Baby Boot has arrived
November 21st 2006 @ 11:10 pm Baby Boot Economics

Weighing in at 7lbs 1oz, Sophia was born at 0951 on 21 November. Parent economists are both fine, though Daddy is extremely tired. Despite he exhaustion of watching a loved one endure incalculable physical pain, there are a number of other random observations that I intend to expand on, once my brain gets into gear:

  1. Many moons ago, we declined the opportunity to discover in advance the baby’s gender. Looking back, I think what I was doing is not maximising my own preference whilst taking my wife’s wishes into account (i.e. as one would in a traditional rational analysis of altruism), but I was trying to understand my wife’s preferences, and act on those. Extending this, it seems clear that when acting with responsibility for others, the nature of our choices may change, and in a way not always anticipated by traditional rational analysis. This goes to the heart of Bryan Caplan’s essay about the limits of democracy and the appropriateness of using experts to guide public policy. To make a judgement on this, we need to understand precisely the objective function the experts are maximising.
  2. Hayek’s Fatal Conceit is at the forefront of my mind. Is it really so destructive to apply some of the rules for decision making an allocation within families/small groups, to larger constructs like nations? On balance, probably yes, but I believe there is an argument for policies using assymetric paternalism, for example.
  3. Birth is incredibly dangerous, and probably the best illustration of trade-offs in evolution: we evolved higher cognitive powers that required a bigger brain, but the skull that housed that brain was constrained by the pelvic girdle, thus limiting neural development (but we are NOT a Blank Slate!). Consequently human babies are born relatively immature compared to many other animals, and other apes. This brings to mind the difference between maximisation and optimisation. The two are not necessarily the same but often we confuse the two.
  4. I have a  baby.
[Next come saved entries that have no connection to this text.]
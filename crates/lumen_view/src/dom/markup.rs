//! SVG markup import

use thiserror::Error;

use super::{Dom, DomError, NodeId, SVG_NAMESPACE};

const XLINK_NAMESPACE: &str = "http://www.w3.org/1999/xlink";

#[derive(Debug, Error)]
pub enum MarkupError {
    #[error("malformed markup: {0}")]
    Parse(#[from] roxmltree::Error),

    #[error("markup has no <svg> element")]
    MissingSvg,

    #[error(transparent)]
    Dom(#[from] DomError),
}

/// Nodes imported from the inside of an `<svg>` element
#[derive(Debug, Clone, PartialEq)]
pub struct SvgFragment {
    /// The `viewBox` declared on the parsed `<svg>`, if any
    pub view_box: Option<String>,
    /// Detached top-level nodes, in document order
    pub nodes: Vec<NodeId>,
}

impl Dom {
    /// Parse SVG markup and import the children of its `<svg>` element
    ///
    /// Elements without an explicit namespace are placed in the SVG
    /// namespace. Whitespace-only text, comments and processing
    /// instructions are dropped.
    pub fn import_svg(&self, markup: &str) -> Result<SvgFragment, MarkupError> {
        let document = roxmltree::Document::parse(markup)?;
        let svg = document
            .descendants()
            .find(|node| node.is_element() && node.tag_name().name() == "svg")
            .ok_or(MarkupError::MissingSvg)?;

        let mut nodes = Vec::new();
        for child in svg.children() {
            if let Some(id) = self.import_node(child)? {
                nodes.push(id);
            }
        }

        Ok(SvgFragment {
            view_box: svg.attribute("viewBox").map(str::to_string),
            nodes,
        })
    }

    fn import_node(&self, node: roxmltree::Node<'_, '_>) -> Result<Option<NodeId>, MarkupError> {
        if node.is_text() {
            return Ok(node
                .text()
                .filter(|text| !text.trim().is_empty())
                .map(|text| self.create_text(text)));
        }
        if !node.is_element() {
            return Ok(None);
        }

        let namespace = node.tag_name().namespace().unwrap_or(SVG_NAMESPACE);
        let element = self.create_element_ns(node.tag_name().name(), Some(namespace));
        for attribute in node.attributes() {
            let name = match attribute.namespace() {
                Some(XLINK_NAMESPACE) => format!("xlink:{}", attribute.name()),
                _ => attribute.name().to_string(),
            };
            self.set_attribute(element, &name, attribute.value())?;
        }
        for child in node.children() {
            if let Some(id) = self.import_node(child)? {
                self.append_child(element, id)?;
            }
        }
        Ok(Some(element))
    }
}

#[cfg(test)]
mod tests {
    use super::*;

    #[test]
    fn test_import_svg_children() {
        let dom = Dom::new();
        let fragment = dom
            .import_svg(r#"<svg viewBox="10 20 30 40"><g id="t"><path d="M0 0"/></g></svg>"#)
            .unwrap();

        assert_eq!(fragment.view_box.as_deref(), Some("10 20 30 40"));
        assert_eq!(fragment.nodes.len(), 1);

        let g = fragment.nodes[0];
        assert_eq!(dom.tag_name(g).as_deref(), Some("g"));
        assert_eq!(dom.namespace(g).as_deref(), Some(SVG_NAMESPACE));
        assert_eq!(dom.get_attribute(g, "id").as_deref(), Some("t"));
        assert_eq!(dom.child_count(g), 1);
        assert_eq!(dom.parent(g), None);
    }

    #[test]
    fn test_import_with_declaration_and_whitespace() {
        let dom = Dom::new();
        let fragment = dom
            .import_svg(
                "<?xml version=\"1.0\"?>\n<svg xmlns=\"http://www.w3.org/2000/svg\">\n  <circle r=\"2\"/>\n  <!-- c -->\n</svg>",
            )
            .unwrap();

        assert_eq!(fragment.view_box, None);
        assert_eq!(fragment.nodes.len(), 1);
        assert_eq!(dom.outer_html(fragment.nodes[0]), "<circle r=\"2\"></circle>");
    }

    #[test]
    fn test_import_errors() {
        let dom = Dom::new();
        assert!(matches!(dom.import_svg("<svg>"), Err(MarkupError::Parse(_))));
        assert!(matches!(
            dom.import_svg("<div><span/></div>"),
            Err(MarkupError::MissingSvg)
        ));
    }
}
What is my discount rate  now for projects tackling environmental issues, with benefits that will not materialise until long after my death?
  5. Should my daughter be paying for (some of) my retirement, as she would be unless our social security system is redesigned?
  6. Do we trust ourselves to plan responsibly (in a rational way) for our daughter’s expected future education costs, or do we need a helping hand to avoid cheating ourselves and spending her college money on luxury holiday?

OK. That’s it for now. Too tired. Apologies if some of the thoughts above are not expressed as clearly as I’d like, but at the moment I keep forgetting what day it is, and I still can’t forget what my wife went through just over twelve hours ago.